Start of Block

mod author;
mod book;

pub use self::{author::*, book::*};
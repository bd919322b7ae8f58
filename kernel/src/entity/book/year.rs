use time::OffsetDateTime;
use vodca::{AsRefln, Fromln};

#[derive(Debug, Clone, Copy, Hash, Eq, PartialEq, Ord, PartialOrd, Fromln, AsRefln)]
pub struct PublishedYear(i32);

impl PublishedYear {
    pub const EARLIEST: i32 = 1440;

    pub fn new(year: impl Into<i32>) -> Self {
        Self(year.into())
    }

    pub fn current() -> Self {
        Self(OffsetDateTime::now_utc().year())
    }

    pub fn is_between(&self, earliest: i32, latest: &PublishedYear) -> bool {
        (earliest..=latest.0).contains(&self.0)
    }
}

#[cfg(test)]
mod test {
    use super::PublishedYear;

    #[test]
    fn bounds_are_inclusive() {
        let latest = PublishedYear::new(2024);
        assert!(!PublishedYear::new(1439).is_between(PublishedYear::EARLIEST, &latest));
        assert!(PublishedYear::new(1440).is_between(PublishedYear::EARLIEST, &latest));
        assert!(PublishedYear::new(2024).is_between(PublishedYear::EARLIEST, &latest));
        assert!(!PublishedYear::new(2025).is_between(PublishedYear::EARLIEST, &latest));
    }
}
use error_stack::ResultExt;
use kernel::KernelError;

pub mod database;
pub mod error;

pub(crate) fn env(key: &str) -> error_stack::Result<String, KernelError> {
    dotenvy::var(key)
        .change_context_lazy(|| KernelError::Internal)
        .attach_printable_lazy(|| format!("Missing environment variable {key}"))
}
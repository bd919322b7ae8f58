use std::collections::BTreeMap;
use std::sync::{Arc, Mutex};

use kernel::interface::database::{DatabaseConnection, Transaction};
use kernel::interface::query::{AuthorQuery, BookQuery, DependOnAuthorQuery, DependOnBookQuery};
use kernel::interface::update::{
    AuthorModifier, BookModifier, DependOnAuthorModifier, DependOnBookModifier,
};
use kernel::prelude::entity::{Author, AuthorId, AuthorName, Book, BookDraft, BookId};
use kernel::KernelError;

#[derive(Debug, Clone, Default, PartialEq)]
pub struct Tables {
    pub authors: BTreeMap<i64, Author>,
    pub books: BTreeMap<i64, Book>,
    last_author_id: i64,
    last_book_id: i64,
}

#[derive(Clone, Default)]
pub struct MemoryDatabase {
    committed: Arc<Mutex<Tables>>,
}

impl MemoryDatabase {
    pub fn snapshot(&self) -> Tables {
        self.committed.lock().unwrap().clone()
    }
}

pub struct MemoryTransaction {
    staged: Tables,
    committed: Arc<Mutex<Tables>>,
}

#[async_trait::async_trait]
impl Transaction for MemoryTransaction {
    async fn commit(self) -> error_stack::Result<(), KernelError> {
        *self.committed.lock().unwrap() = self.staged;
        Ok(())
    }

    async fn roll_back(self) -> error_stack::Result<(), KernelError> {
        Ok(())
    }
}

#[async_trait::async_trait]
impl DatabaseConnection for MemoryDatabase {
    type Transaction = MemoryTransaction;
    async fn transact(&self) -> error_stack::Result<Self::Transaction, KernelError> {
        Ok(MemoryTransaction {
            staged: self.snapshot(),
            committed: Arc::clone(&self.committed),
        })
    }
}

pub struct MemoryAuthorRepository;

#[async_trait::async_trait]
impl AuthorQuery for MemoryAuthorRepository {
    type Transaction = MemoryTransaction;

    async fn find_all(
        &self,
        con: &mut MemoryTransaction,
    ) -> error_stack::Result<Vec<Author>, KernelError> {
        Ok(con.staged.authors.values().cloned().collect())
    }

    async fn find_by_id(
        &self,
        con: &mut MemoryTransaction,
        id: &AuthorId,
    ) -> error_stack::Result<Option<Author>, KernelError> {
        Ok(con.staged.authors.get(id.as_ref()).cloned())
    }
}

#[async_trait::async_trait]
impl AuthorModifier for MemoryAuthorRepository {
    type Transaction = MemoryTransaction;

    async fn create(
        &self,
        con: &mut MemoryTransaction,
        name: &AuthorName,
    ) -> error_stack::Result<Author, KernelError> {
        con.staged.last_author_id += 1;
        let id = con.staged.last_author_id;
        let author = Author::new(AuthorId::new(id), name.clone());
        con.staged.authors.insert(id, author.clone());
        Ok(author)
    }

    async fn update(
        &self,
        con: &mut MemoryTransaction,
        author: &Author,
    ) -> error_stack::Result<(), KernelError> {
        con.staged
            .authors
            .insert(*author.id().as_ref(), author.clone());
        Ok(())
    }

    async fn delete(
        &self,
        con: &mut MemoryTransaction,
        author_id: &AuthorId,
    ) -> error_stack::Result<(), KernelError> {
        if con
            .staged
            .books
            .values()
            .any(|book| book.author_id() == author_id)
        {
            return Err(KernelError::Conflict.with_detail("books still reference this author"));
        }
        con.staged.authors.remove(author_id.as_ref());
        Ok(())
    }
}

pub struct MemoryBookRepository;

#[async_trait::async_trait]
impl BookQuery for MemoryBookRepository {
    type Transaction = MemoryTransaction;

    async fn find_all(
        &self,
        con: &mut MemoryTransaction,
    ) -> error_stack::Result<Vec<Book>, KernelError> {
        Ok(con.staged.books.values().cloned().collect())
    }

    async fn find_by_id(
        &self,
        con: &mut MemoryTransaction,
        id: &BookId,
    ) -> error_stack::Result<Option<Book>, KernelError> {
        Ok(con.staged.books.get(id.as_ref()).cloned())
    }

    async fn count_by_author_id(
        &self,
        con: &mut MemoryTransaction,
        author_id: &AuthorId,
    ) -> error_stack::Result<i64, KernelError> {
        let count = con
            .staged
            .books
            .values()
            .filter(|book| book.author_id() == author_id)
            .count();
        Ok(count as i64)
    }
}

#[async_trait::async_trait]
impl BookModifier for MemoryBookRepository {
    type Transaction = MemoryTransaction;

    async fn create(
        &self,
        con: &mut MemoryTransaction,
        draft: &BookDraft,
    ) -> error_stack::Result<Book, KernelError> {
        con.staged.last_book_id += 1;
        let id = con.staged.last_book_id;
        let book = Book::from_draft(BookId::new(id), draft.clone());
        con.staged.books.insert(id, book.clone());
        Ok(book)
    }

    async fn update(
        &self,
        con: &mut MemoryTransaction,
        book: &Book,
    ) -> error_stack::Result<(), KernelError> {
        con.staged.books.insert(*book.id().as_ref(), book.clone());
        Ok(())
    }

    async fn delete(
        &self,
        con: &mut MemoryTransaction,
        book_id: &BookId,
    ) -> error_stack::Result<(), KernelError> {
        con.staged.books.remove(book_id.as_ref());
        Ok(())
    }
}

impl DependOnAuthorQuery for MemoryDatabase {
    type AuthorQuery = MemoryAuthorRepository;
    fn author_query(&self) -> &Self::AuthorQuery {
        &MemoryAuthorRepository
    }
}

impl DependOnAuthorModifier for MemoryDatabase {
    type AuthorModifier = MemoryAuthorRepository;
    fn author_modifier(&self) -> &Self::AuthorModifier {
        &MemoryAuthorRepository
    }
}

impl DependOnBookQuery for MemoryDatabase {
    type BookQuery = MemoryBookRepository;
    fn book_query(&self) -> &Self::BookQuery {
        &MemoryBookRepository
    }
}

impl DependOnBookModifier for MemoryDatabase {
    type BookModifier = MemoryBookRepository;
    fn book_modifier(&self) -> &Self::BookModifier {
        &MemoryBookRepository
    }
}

End of Block

Once you have read the records above, say how many of their lines contain the word "entity", giving only that figure.

2